ASSIGNED TASK:
Type again, exactly, the lines below from the start through the line that includes "pub fn is_coach(&self)".

BEGIN GIVEN RECORDS

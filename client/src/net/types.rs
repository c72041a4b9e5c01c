//! Request/response DTOs for the external gym API and the persisted session.
//!
//! DESIGN
//! ======
//! Field names mirror the collaborator's JSON so serde round-trips stay
//! lossless. `Role` is a closed enum on the Rust side while remaining an open
//! string on the wire.

#[cfg(test)]
#[path = "types_test.rs"]
mod types_test;

use serde::de::Error as _;
use serde::{Deserialize, Deserializer, Serialize};

/// Login form payload for `POST /login`.
#[derive(Clone, Debug, Default, PartialEq, Eq, Serialize, Deserialize)]
pub struct Credentials {
    pub email: String,
    pub password: String,
}

/// Registration form payload for `POST /users`.
#[derive(Clone, Debug, Default, PartialEq, Eq, Serialize, Deserialize)]
pub struct Registration {
    pub name: String,
    pub email: String,
    pub password: String,
}

/// Role attached to a user record.
///
/// Only `"Coach"` and `"Athlete"` are known. Anything else is kept verbatim in
/// `Other` so dispatch sites have to handle it explicitly.
#[derive(Clone, Debug, PartialEq, Eq, Serialize, Deserialize)]
#[serde(from = "String", into = "String")]
pub enum Role {
    Coach,
    Athlete,
    Other(String),
}

impl Role {
    pub fn is_coach(&self) -> bool {
        matches!(self, Self::Coach)
    }

    pub fn as_str(&self) -> &str {
        match self {
            Self::Coach => "Coach",
            Self::Athlete => "Athlete",
            Self::Other(raw) => raw,
        }
    }
}

impl From<String> for Role {
    fn from(raw: String) -> Self {
        match raw.as_str() {
            "Coach" => Self::Coach,
            "Athlete" => Self::Athlete,
            _ => Self::Other(raw),
        }
    }
}

impl From<Role> for String {
    fn from(role: Role) -> Self {
        match role {
            Role::Other(raw) => raw,
            known => known.as_str().to_owned(),
        }
    }
}

/// A gym member as returned by the authentication endpoint.
#[derive(Clone, Debug, PartialEq, Eq, Serialize, Deserialize)]
pub struct User {
    /// Server-assigned identifier. Numeric ids are normalized to strings.
    #[serde(deserialize_with = "deserialize_id")]
    pub id: String,
    /// Display name.
    pub name: String,
    /// Login email.
    pub email: String,
    /// Role used to pick the dashboard variant.
    pub role: Role,
}

/// Success body of `POST /login`.
#[derive(Clone, Debug, PartialEq, Eq, Serialize, Deserialize)]
pub struct LoginResponse {
    /// Opaque bearer token.
    pub jwt: String,
    pub user: User,
}

/// Success body of `POST /users`.
#[derive(Clone, Debug, Default, PartialEq, Eq, Serialize, Deserialize)]
pub struct RegisterResponse {
    #[serde(default)]
    pub message: Option<String>,
}

/// Error body the collaborator sends with non-2xx responses.
#[derive(Clone, Debug, Default, PartialEq, Eq, Deserialize)]
pub struct ErrorBody {
    #[serde(default)]
    pub message: Option<String>,
}

/// The persisted `{token, user}` pair representing an authenticated browser.
#[derive(Clone, Debug, PartialEq, Eq)]
pub struct Session {
    pub token: String,
    pub user: User,
}

impl From<LoginResponse> for Session {
    fn from(resp: LoginResponse) -> Self {
        Self { token: resp.jwt, user: resp.user }
    }
}

fn deserialize_id<'de, D>(deserializer: D) -> Result<String, D::Error>
where
    D: Deserializer<'de>,
{
    match serde_json::Value::deserialize(deserializer)? {
        serde_json::Value::String(id) => Ok(id),
        serde_json::Value::Number(number) => Ok(number.to_string()),
        _ => Err(D::Error::custom("expected string or number id")),
    }
}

END GIVEN RECORDS

TASK SOLUTION:
filename client/src/net/types.rs
repository c72041a4b9e5c01c
//! Request/response DTOs for the external gym API and the persisted session.
//!
//! DESIGN
//! ======
//! Field names mirror the collaborator's JSON so serde round-trips stay
//! lossless. `Role` is a closed enum on the Rust side while remaining an open
//! string on the wire.

#[cfg(test)]
#[path = "types_test.rs"]
mod types_test;

use serde::de::Error as _;
use serde::{Deserialize, Deserializer, Serialize};

/// Login form payload for `POST /login`.
#[derive(Clone, Debug, Default, PartialEq, Eq, Serialize, Deserialize)]
pub struct Credentials {
    pub email: String,
    pub password: String,
}

/// Registration form payload for `POST /users`.
#[derive(Clone, Debug, Default, PartialEq, Eq, Serialize, Deserialize)]
pub struct Registration {
    pub name: String,
    pub email: String,
    pub password: String,
}

/// Role attached to a user record.
///
/// Only `"Coach"` and `"Athlete"` are known. Anything else is kept verbatim in
/// `Other` so dispatch sites have to handle it explicitly.
#[derive(Clone, Debug, PartialEq, Eq, Serialize, Deserialize)]
#[serde(from = "String", into = "String")]
pub enum Role {
    Coach,
    Athlete,
    Other(String),
}

impl Role {
    pub fn is_coach(&self) -> bool {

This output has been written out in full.